→ **Input for this task**
++++++

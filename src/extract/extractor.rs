use crate::config::ExtractionConfig;
use crate::extract::engine::{EngineError, ExtractionEngine, HtmlTextEngine, LopdfEngine, PdfExtractEngine};

/// Text of one extracted page
#[derive(Debug, Clone)]
pub struct ExtractedPage {
    /// 1-based page number
    pub page_number: u32,
    pub text: String,
    /// Name of the engine that produced this page's text
    pub engine: &'static str,
}

/// Result of extracting a whole document
#[derive(Debug, Clone)]
pub struct ExtractedDocument {
    pub pages: Vec<ExtractedPage>,
    /// Total extracted characters fell below the configured floor; the
    /// document is catalogued but mined for nothing
    pub unreadable: bool,
    /// Any page came from the secondary engine; rules mined from this text
    /// get a confidence ceiling
    pub used_fallback: bool,
    pub warnings: Vec<String>,
}

impl ExtractedDocument {
    pub fn total_chars(&self) -> usize {
        self.pages.iter().map(|p| p.text.len()).sum()
    }
}

/// Extracts document text through an engine fallback chain
///
/// PDFs run lopdf first, then pdf-extract for whatever lopdf could not
/// read: a whole-document parse failure hands the entire file over, and a
/// per-page blank hands just that page over (aligned by page index). HTML
/// documents use the markup-stripping engine with no fallback.
pub struct ContentExtractor {
    config: ExtractionConfig,
    pdf_primary: Box<dyn ExtractionEngine>,
    pdf_secondary: Box<dyn ExtractionEngine>,
    html: HtmlTextEngine,
}

impl ContentExtractor {
    pub fn new(config: ExtractionConfig) -> Self {
        Self {
            config,
            pdf_primary: Box::new(LopdfEngine),
            pdf_secondary: Box::new(PdfExtractEngine),
            html: HtmlTextEngine,
        }
    }

    #[cfg(test)]
    fn with_pdf_engines(
        config: ExtractionConfig,
        primary: Box<dyn ExtractionEngine>,
        secondary: Box<dyn ExtractionEngine>,
    ) -> Self {
        Self {
            config,
            pdf_primary: primary,
            pdf_secondary: secondary,
            html: HtmlTextEngine,
        }
    }

    /// Extracts a fetched document's text by content type
    ///
    /// Errors only when every applicable engine fails the whole document.
    pub fn extract(
        &self,
        bytes: &[u8],
        content_type: &str,
    ) -> Result<ExtractedDocument, EngineError> {
        if content_type.starts_with("text/html") {
            let pages = self.html.extract_pages(bytes)?;
            return Ok(self.assemble(pages, self.html.name(), false, Vec::new()));
        }

        self.extract_pdf(bytes)
    }

    fn extract_pdf(&self, bytes: &[u8]) -> Result<ExtractedDocument, EngineError> {
        let mut warnings = Vec::new();

        match self.pdf_primary.extract_pages(bytes) {
            Ok(mut pages) => {
                let blank_pages: Vec<usize> = pages
                    .iter()
                    .enumerate()
                    .filter(|(_, text)| text.trim().is_empty())
                    .map(|(i, _)| i)
                    .collect();

                if blank_pages.is_empty() {
                    return Ok(self.assemble(pages, self.pdf_primary.name(), false, warnings));
                }

                // recover just the blank pages from the secondary engine,
                // aligned by index
                match self.pdf_secondary.extract_pages(bytes) {
                    Ok(fallback_pages) => {
                        let mut recovered = Vec::new();
                        for &i in &blank_pages {
                            if let Some(text) = fallback_pages.get(i) {
                                if !text.trim().is_empty() {
                                    pages[i] = text.clone();
                                    recovered.push(i + 1);
                                }
                            }
                        }
                        let used_fallback = !recovered.is_empty();
                        if used_fallback {
                            warnings.push(format!(
                                "Pages {:?} recovered by {}",
                                recovered,
                                self.pdf_secondary.name()
                            ));
                        }
                        let still_blank: Vec<usize> = blank_pages
                            .iter()
                            .map(|&i| i + 1)
                            .filter(|n| !recovered.contains(n))
                            .collect();
                        if !still_blank.is_empty() {
                            warnings
                                .push(format!("Pages {:?} unreadable by both engines", still_blank));
                        }
                        Ok(self.assemble_mixed(pages, &recovered, used_fallback, warnings))
                    }
                    Err(e) => {
                        warnings.push(format!(
                            "{} failed on blank-page recovery: {}",
                            self.pdf_secondary.name(),
                            e
                        ));
                        let still_blank: Vec<usize> =
                            blank_pages.iter().map(|&i| i + 1).collect();
                        warnings
                            .push(format!("Pages {:?} unreadable by both engines", still_blank));
                        Ok(self.assemble(pages, self.pdf_primary.name(), false, warnings))
                    }
                }
            }
            Err(primary_error) => {
                warnings.push(format!(
                    "{} failed: {}",
                    self.pdf_primary.name(),
                    primary_error
                ));
                let pages = self.pdf_secondary.extract_pages(bytes)?;
                Ok(self.assemble(pages, self.pdf_secondary.name(), true, warnings))
            }
        }
    }

    fn assemble(
        &self,
        pages: Vec<String>,
        engine: &'static str,
        used_fallback: bool,
        warnings: Vec<String>,
    ) -> ExtractedDocument {
        let pages: Vec<ExtractedPage> = pages
            .into_iter()
            .enumerate()
            .map(|(i, text)| ExtractedPage {
                page_number: i as u32 + 1,
                text,
                engine,
            })
            .collect();
        self.finish(pages, used_fallback, warnings)
    }

    fn assemble_mixed(
        &self,
        pages: Vec<String>,
        recovered_page_numbers: &[usize],
        used_fallback: bool,
        warnings: Vec<String>,
    ) -> ExtractedDocument {
        let pages: Vec<ExtractedPage> = pages
            .into_iter()
            .enumerate()
            .map(|(i, text)| {
                let engine = if recovered_page_numbers.contains(&(i + 1)) {
                    self.pdf_secondary.name()
                } else {
                    self.pdf_primary.name()
                };
                ExtractedPage {
                    page_number: i as u32 + 1,
                    text,
                    engine,
                }
            })
            .collect();
        self.finish(pages, used_fallback, warnings)
    }

    fn finish(
        &self,
        pages: Vec<ExtractedPage>,
        used_fallback: bool,
        mut warnings: Vec<String>,
    ) -> ExtractedDocument {
        let total: usize = pages.iter().map(|p| p.text.len()).sum();
        let unreadable = total < self.config.min_document_chars;
        if unreadable {
            warnings.push(format!(
                "Extracted only {} characters, likely a scanned document",
                total
            ));
        }
        ExtractedDocument {
            pages,
            unreadable,
            used_fallback,
            warnings,
        }
    }
}
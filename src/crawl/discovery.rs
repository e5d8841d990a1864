use crate::config::{Config, PayerProfile};
use crate::crawl::{
    classify_anchor, extract_anchors, fetch_page, needs_render, url_relevance, AnchorClass,
    DiscoveredDocument, DynamicRenderer, Frontier, MimeGuess, PageFetch, RateLimiter,
};
use crate::url::normalize_url;
use crate::Result;
use std::collections::HashSet;
use std::sync::Arc;
use tokio::sync::{mpsc, watch};
use tracing::{debug, info, warn};
use url::Url;

/// Redirect hops followed per page before giving up
const MAX_REDIRECTS: u32 = 5;

/// Counters for one payer's discovery pass
#[derive(Debug, Default, Clone)]
pub struct DiscoveryStats {
    pub pages_visited: u32,
    pub documents_found: u32,
    pub network_failures: u32,
    pub render_failures: u32,
    pub low_value_dropped: u32,
}

/// Breadth-first portal crawler for a single payer
///
/// Document candidates stream out through an mpsc channel as they are found,
/// so fetching overlaps discovery instead of waiting for the whole crawl.
pub struct Crawler {
    client: reqwest::Client,
    config: Arc<Config>,
    limiter: Arc<RateLimiter>,
    renderer: Option<Arc<dyn DynamicRenderer>>,
}

impl Crawler {
    pub fn new(
        client: reqwest::Client,
        config: Arc<Config>,
        limiter: Arc<RateLimiter>,
        renderer: Option<Arc<dyn DynamicRenderer>>,
    ) -> Self {
        Self {
            client,
            config,
            limiter,
            renderer,
        }
    }

    /// Crawls one payer's portal, streaming document candidates to `tx`
    ///
    /// Runs until the frontier empties, the page budget is exhausted, the
    /// receiver side hangs up, or cancellation is signalled. Per-page
    /// failures are counted and crawling continues.
    pub async fn discover(
        &self,
        payer: &PayerProfile,
        tx: mpsc::Sender<DiscoveredDocument>,
        cancel: watch::Receiver<bool>,
    ) -> Result<DiscoveryStats> {
        let allowed = vec![payer.domain.clone(), format!("*.{}", payer.domain)];
        let mut frontier = Frontier::new(
            allowed,
            self.config.crawler.max_depth,
            self.config.crawler.max_domain_requests,
        );

        for seed in payer.seed_urls() {
            match normalize_url(&seed) {
                Ok(url) => {
                    frontier.push(url, 0);
                }
                Err(e) => {
                    // seeds are validated at config load, but overrides may race
                    warn!(payer = %payer.name, seed = %seed, error = %e, "Skipping bad seed");
                }
            }
        }

        // One probe per run; an unreachable renderer downgrades every
        // dynamic page to a render failure instead of failing the crawl.
        let renderer = match &self.renderer {
            Some(r) if r.ready().await => Some(r.clone()),
            Some(_) => {
                warn!(payer = %payer.name, "Renderer not ready, dynamic pages will be skipped");
                None
            }
            None => None,
        };

        let mut stats = DiscoveryStats::default();
        // each normalized candidate URL is yielded once, no matter how many
        // anchors reference it
        let mut emitted: HashSet<Url> = HashSet::new();

        while let Some(entry) = frontier.pop() {
            if *cancel.borrow() {
                info!(payer = %payer.name, "Discovery cancelled");
                break;
            }

            if stats.pages_visited >= self.config.crawler.page_visit_budget {
                info!(
                    payer = %payer.name,
                    budget = self.config.crawler.page_visit_budget,
                    "Page visit budget exhausted"
                );
                break;
            }

            let domain = match crate::url::extract_domain(&entry.url) {
                Some(d) => d,
                None => continue,
            };

            self.limiter.acquire(&domain).await;
            let fetch = fetch_page(&self.client, &self.config, &entry.url, MAX_REDIRECTS).await;
            stats.pages_visited += 1;
            self.limiter.record_outcome(&domain, !fetch.is_failure()).await;

            match fetch {
                PageFetch::Success { body, final_url } => {
                    let html = if needs_render(&body) {
                        match &renderer {
                            Some(r) => match r.render(&final_url).await {
                                Ok(rendered) => rendered,
                                Err(e) => {
                                    warn!(url = %final_url, error = %e, "Render failed");
                                    stats.render_failures += 1;
                                    body
                                }
                            },
                            None => {
                                stats.render_failures += 1;
                                body
                            }
                        }
                    } else {
                        body
                    };

                    if !self
                        .process_page(
                            &html,
                            &final_url,
                            entry.depth,
                            &mut frontier,
                            &mut emitted,
                            &tx,
                            &mut stats,
                        )
                        .await
                    {
                        // receiver hung up, nothing left to discover for
                        break;
                    }
                }
                PageFetch::NotHtml { content_type } => {
                    // the "page" is itself a document served without a flag
                    debug!(url = %entry.url, content_type = %content_type, "Non-HTML page, treating as document");
                    if !self
                        .emit_document(
                            &entry.url,
                            &entry.url,
                            "",
                            entry.depth,
                            &mut emitted,
                            &tx,
                            &mut stats,
                        )
                        .await
                    {
                        break;
                    }
                }
                PageFetch::RedirectedOffSite { location } => {
                    debug!(url = %entry.url, location = %location, "Dropped off-site redirect");
                }
                PageFetch::ClientError { status } => {
                    debug!(url = %entry.url, status = status, "Client error");
                }
                PageFetch::ServerError { status } => {
                    warn!(url = %entry.url, status = status, "Server error");
                    stats.network_failures += 1;
                }
                PageFetch::NetworkError { message } => {
                    warn!(url = %entry.url, error = %message, "Network error");
                    stats.network_failures += 1;
                }
            }
        }

        info!(
            payer = %payer.name,
            pages = stats.pages_visited,
            documents = stats.documents_found,
            "Discovery complete"
        );
        Ok(stats)
    }

    /// Parses a page's anchors, routing documents out and navigation into
    /// the frontier; returns false when the document receiver hung up
    async fn process_page(
        &self,
        html: &str,
        page_url: &Url,
        depth: u32,
        frontier: &mut Frontier,
        emitted: &mut HashSet<Url>,
        tx: &mpsc::Sender<DiscoveredDocument>,
        stats: &mut DiscoveryStats,
    ) -> bool {
        for anchor in extract_anchors(html, page_url) {
            match classify_anchor(&anchor, &self.config.crawler) {
                AnchorClass::Document(_) => {
                    if !self
                        .emit_document(&anchor.url, page_url, &anchor.text, depth, emitted, tx, stats)
                        .await
                    {
                        return false;
                    }
                }
                AnchorClass::Navigation => {
                    frontier.push(anchor.url, depth + 1);
                }
            }
        }
        true
    }

    async fn emit_document(
        &self,
        url: &Url,
        found_on: &Url,
        anchor_text: &str,
        depth: u32,
        emitted: &mut HashSet<Url>,
        tx: &mpsc::Sender<DiscoveredDocument>,
        stats: &mut DiscoveryStats,
    ) -> bool {
        if !emitted.insert(url.clone()) {
            return true;
        }

        let relevance =
            url_relevance(url, anchor_text, &self.config.filter.low_value_url_patterns);
        if relevance == 0.0 {
            stats.low_value_dropped += 1;
            return true;
        }

        let doc = DiscoveredDocument {
            url: url.clone(),
            found_on: found_on.clone(),
            anchor_text: anchor_text.to_string(),
            depth,
            mime_guess: MimeGuess::from_url(url),
            relevance,
        };

        stats.documents_found += 1;
        tx.send(doc).await.is_ok()
    }
}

++++++

→ **Task requirements**
Considering the records above, count the lines where the string "ExtractedDocument" occurs and return that number alone.

→ **Task response**
8